The women’s hair continually blew into their faces and they kept having to brush it out of their eyes while on camera. And as might have been predicted, the lapel microphones picked up far more wind noise than the guests’ voices.
The show’s director must have had the sound turned off in the control room as he/she just kept the program rolling along with four people talking and the audience not hearing much of what was said. This continued for several segments, lots of wind noise and the guests’ hair blowing into their faces. Finally, during a long commercial break, someone correctly made the decision to move the guests to an inside studio.
After the break concluded, one of the hosts announced, that the show had moved inside because of the wind resulting from a local storm. My question was why did not the sound person say something about the wind before the show started? It clearly was windy from the very beginning, so don’t blame a coming storm for the lousy audio.
I then turned to CNN, which also was covering the convention. Their crew was not outside that day. Maybe the sound person had read the weather forecast earlier, telling the director, “Best stay inside today, it’s windy.”
Consider the appearance
Networks are not the only ones who can screw up the audio on a live shot.
Election coverage always brings out the “Let’s go live” mantra. Never mind that the station’s staff may stage only a couple of live events a year. This combination usually means the station has neither the equipment or training to pull off a multi-site remote broadcast without a hitch or two.
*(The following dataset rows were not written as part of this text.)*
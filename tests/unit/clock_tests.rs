//! Tests for the injectable clock implementations.

use chrono::{Duration, TimeZone, Utc};

use agent_keepintouch::clock::{Clock, FixedClock, ManualClock, SystemClock};

fn instant() -> chrono::DateTime<Utc> {
    Utc.with_ymd_and_hms(2025, 6, 1, 12, 0, 0)
        .single()
        .expect("valid instant")
}

#[test]
fn system_clock_tracks_real_time() {
    let before = Utc::now();
    let now = SystemClock.now();
    let after = Utc::now();

    assert!(before <= now && now <= after);
}

#[test]
fn fixed_clock_never_moves() {
    let clock = FixedClock::new(instant());

    assert_eq!(clock.now(), instant());
    assert_eq!(clock.now(), instant());
}

#[test]
fn manual_clock_advances_by_seconds() {
    let clock = ManualClock::new(instant());

    clock.advance_secs(90);
    assert_eq!(clock.now(), instant() + Duration::seconds(90));

    clock.advance_secs(10);
    assert_eq!(clock.now(), instant() + Duration::seconds(100));
}

#[test]
fn manual_clock_jumps_to_an_absolute_instant() {
    let clock = ManualClock::new(instant());
    let later = instant() + Duration::hours(6);

    clock.set(later);
    assert_eq!(clock.now(), later);

    // Moving backwards is allowed; skew handling is the reader's job.
    clock.set(instant());
    assert_eq!(clock.now(), instant());
}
Big black, muffed headphones only look good on Anime characters.
The station I typically watch, which I will not name to avoid embarrassment, placed reporters at several of the politicians’ headquarters. The goal was to keep the audience attuned to every political nuance from each location with live voice overs rotated throughout the evening.
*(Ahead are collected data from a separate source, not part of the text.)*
#![forbid(unsafe_code)]

//! `agent-keepintouch-ctl` — operator CLI companion for
//! `agent-keepintouch`.
//!
//! Opens the shared `SQLite` store directly (WAL journal mode allows
//! concurrent access with the daemon) and exposes status queries plus
//! the manual grant/deny overrides for when an operator has to decide a
//! completion by hand.

use std::path::PathBuf;
use std::sync::Arc;

use clap::{Parser, Subcommand};

use agent_keepintouch::audit::{AuditLogger, JsonlAuditWriter};
use agent_keepintouch::clock::SystemClock;
use agent_keepintouch::config::SupervisorConfig;
use agent_keepintouch::persistence::db;
use agent_keepintouch::{AppError, Result, Supervisor};

#[derive(Debug, Parser)]
#[command(
    name = "agent-keepintouch-ctl",
    about = "Operator CLI for agent-keepintouch",
    version,
    long_about = None
)]
struct Cli {
    /// Path to the TOML configuration file.
    #[arg(long)]
    config: PathBuf,

    /// Override the database path from the config file.
    #[arg(long)]
    db_path: Option<PathBuf>,

    #[command(subcommand)]
    command: Command,
}

#[derive(Debug, Subcommand)]
enum Command {
    /// List all sessions with their derived liveness.
    Sessions,

    /// Show the derived liveness of one session.
    Liveness {
        /// Session identifier.
        session_id: String,
    },

    /// List pending completion permissions, oldest first.
    Pending,

    /// Show the stored permission record for a pair.
    Show {
        /// Task identifier.
        task_id: String,
        /// Agent identifier.
        agent_id: String,
    },

    /// Grant completion for a pair, bypassing liveness.
    Grant {
        /// Task identifier.
        task_id: String,
        /// Agent identifier.
        agent_id: String,
        /// Supervisor identity recorded on the decision.
        #[arg(long)]
        by: String,
        /// Optional rationale recorded on the decision.
        #[arg(long)]
        reason: Option<String>,
    },

    /// Deny completion for a pair.
    Deny {
        /// Task identifier.
        task_id: String,
        /// Agent identifier.
        agent_id: String,
        /// Supervisor identity recorded on the decision.
        #[arg(long)]
        by: String,
        /// Optional rationale recorded on the decision.
        #[arg(long)]
        reason: Option<String>,
    },
}

fn main() {
    let args = Cli::parse();
    if let Err(err) = run(args) {
        eprintln!("Error: {err}");
        std::process::exit(1);
    }
}

fn run(args: Cli) -> Result<()> {
    let mut config = SupervisorConfig::load_from_path(&args.config)?;
    if let Some(db_path) = args.db_path {
        config.db_path = db_path;
    }

    tokio::runtime::Builder::new_multi_thread()
        .enable_all()
        .build()
        .map_err(|err| AppError::Config(format!("failed to build tokio runtime: {err}")))?
        .block_on(exec(args.command, &config))
}

async fn exec(command: Command, config: &SupervisorConfig) -> Result<()> {
    let db = Arc::new(db::connect(&config.db_path).await?);
    let audit: Option<Arc<dyn AuditLogger>> = match &config.audit_log_dir {
        Some(dir) => Some(Arc::new(JsonlAuditWriter::new(dir.clone())?)),
        None => None,
    };
    let supervisor = Supervisor::with_audit(db, Arc::new(SystemClock), config, audit);

    match command {
        Command::Sessions => {
            let mut rows = Vec::new();
            for session in supervisor.list_sessions().await? {
                let liveness = supervisor.liveness(&session.session_id).await?;
                rows.push(serde_json::json!({
                    "session": session,
                    "liveness": liveness,
                }));
            }
            print_json(&serde_json::Value::Array(rows))
        }
        Command::Liveness { session_id } => {
            let liveness = supervisor.liveness(&session_id).await?;
            print_value(&liveness)
        }
        Command::Pending => {
            let pending = supervisor.list_pending().await?;
            print_value(&pending)
        }
        Command::Show { task_id, agent_id } => {
            match supervisor.permission(&task_id, &agent_id).await? {
                Some(record) => print_value(&record),
                None => {
                    println!("no permission record for this pair");
                    Ok(())
                }
            }
        }
        Command::Grant {
            task_id,
            agent_id,
            by,
            reason,
        } => {
            let record = supervisor
                .grant_override(&task_id, &agent_id, &by, reason)
                .await?;
            print_value(&record)
        }
        Command::Deny {
            task_id,
            agent_id,
            by,
            reason,
        } => {
            let record = supervisor
                .deny_override(&task_id, &agent_id, &by, reason)
                .await?;
            print_value(&record)
        }
    }
}

fn print_value<T: serde::Serialize>(value: &T) -> Result<()> {
    let rendered = serde_json::to_value(value)
        .map_err(|e| AppError::Config(format!("failed to render output: {e}")))?;
    print_json(&rendered)
}

fn print_json(value: &serde_json::Value) -> Result<()> {
    let rendered = serde_json::to_string_pretty(value)
        .map_err(|e| AppError::Config(format!("failed to render output: {e}")))?;
    println!("{rendered}");
    Ok(())
}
All but one of the live-shot reporters was female. In every case, the sound manager had given each reporter the biggest, ugliest, black-colored ear-muffed headset and microphone I have ever seen. So, while the resulting sound provided a good balance between reporter’s voice and crowd noise, the news reports looked absolutely Halloweenish.
Three of the reporters each had an abundance of blond hair. The black headsets smashing against blond coiffures made them look like clowns. Certainly they will never be able to use clips from that event in their demo reels.
Fox News Republican Convention coverage used headphones for hosts and guests. From a visual perspective, it did not work. Female hosts often adjusted the headsets to the detriment of their hair. Men, with less hair, had no such problem. Even so, no one looked comfortable wearing the headsets. Image: Greenwich Time.
Back to my original point, today’s football game audio. I watched the game on a local station. The audio was adequate, but not great stereo. Between the announcer and color person fighting each other to get their lines in, the sell-out crowd was barely heard.
The Chiefs’ stadium seats almost 80,000 fans and it was mostly filled. Not capacity, but give them a break as the temperature was 4 degrees at game time. Anyway, I seldom heard the roar of the crowd on the TV broadcast.
I checked the local radio station broadcast and it was superior. It had balanced audio levels, a good mix between play calling and color commentary. And, the crowd noise came up and down as appropriate with the field action.
I asked myself, why can’t the TV broadcast provide matching audio quality?
Because for television, it’s all about the image. The game broadcast uses million-dollar graphics bouncing across the screen accompanied with highly compressed, punchy audio tracks. Even so, I have never head a viewer say, “Wow, I love those graphics.”
But I have friends complain about not being able to hear the announcer because of crowd noise. On the other hand I’ve watched games where the crowd noise was so low, the broadcast game play became as dry as desert sand.
Finally, after another tirade to my wife about what I believed was bad audio, she smiled and replied, “Just watch the game dear.”